• **About this exercise**: Search the records for the string "RatePacer", then copy each line that has it.

Collected data
══════

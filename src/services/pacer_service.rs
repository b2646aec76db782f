//! services/pacer_service.rs
//! Espera mínima entre acciones salientes y cool-downs impuestos por la plataforma.
//! Cada worker tiene su propio pacer: suspender uno no afecta a los demás.

use std::time::Duration;
use tokio::sync::watch;

use crate::models::platform_model::{CampaignError, CampaignResult};

/// Canal de apagado compartido. `true` = abandonar las esperas en curso.
pub fn shutdown_channel() -> (watch::Sender<bool>, watch::Receiver<bool>) {
    watch::channel(false)
}

#[derive(Debug, Clone)]
pub struct RatePacer {
    shutdown: watch::Receiver<bool>,
}

impl RatePacer {
    pub fn new(shutdown: watch::Receiver<bool>) -> Self {
        RatePacer { shutdown }
    }

    pub fn is_shutdown(&self) -> bool {
        *self.shutdown.borrow()
    }

    /// Suspende al worker `base_delay` antes de la siguiente acción.
    pub async fn wait_between_actions(&mut self, base_delay: Duration) -> CampaignResult<()> {
        self.suspend(base_delay).await
    }

    /// Cool-down obligatorio indicado por la plataforma.
    pub async fn handle_rate_limit_signal(&mut self, seconds: u64) -> CampaignResult<()> {
        log::warn!("(handle_rate_limit_signal) Flood wait de {} segundos", seconds);
        self.suspend(Duration::from_secs(seconds)).await
    }

    async fn suspend(&mut self, duration: Duration) -> CampaignResult<()> {
        if self.is_shutdown() {
            return Err(CampaignError::Interrupted);
        }
        if duration.is_zero() {
            return Ok(());
        }

        tokio::select! {
            _ = tokio::time::sleep(duration) => Ok(()),
            _ = wait_for_shutdown(&mut self.shutdown) => {
                log::info!("(RatePacer::suspend) Espera abandonada por apagado");
                Err(CampaignError::Interrupted)
            }
        }
    }
}

async fn wait_for_shutdown(rx: &mut watch::Receiver<bool>) {
    loop {
        if *rx.borrow() {
            return;
        }
        if rx.changed().await.is_err() {
            // Sin emisor nadie puede pedir apagado
            std::future::pending::<()>().await;
        }
    }
}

══════

• **Answer box**:
pub struct RatePacer {
impl RatePacer {
        RatePacer { shutdown }
                log::info!("(RatePacer::suspend) Espera abandonada por apagado");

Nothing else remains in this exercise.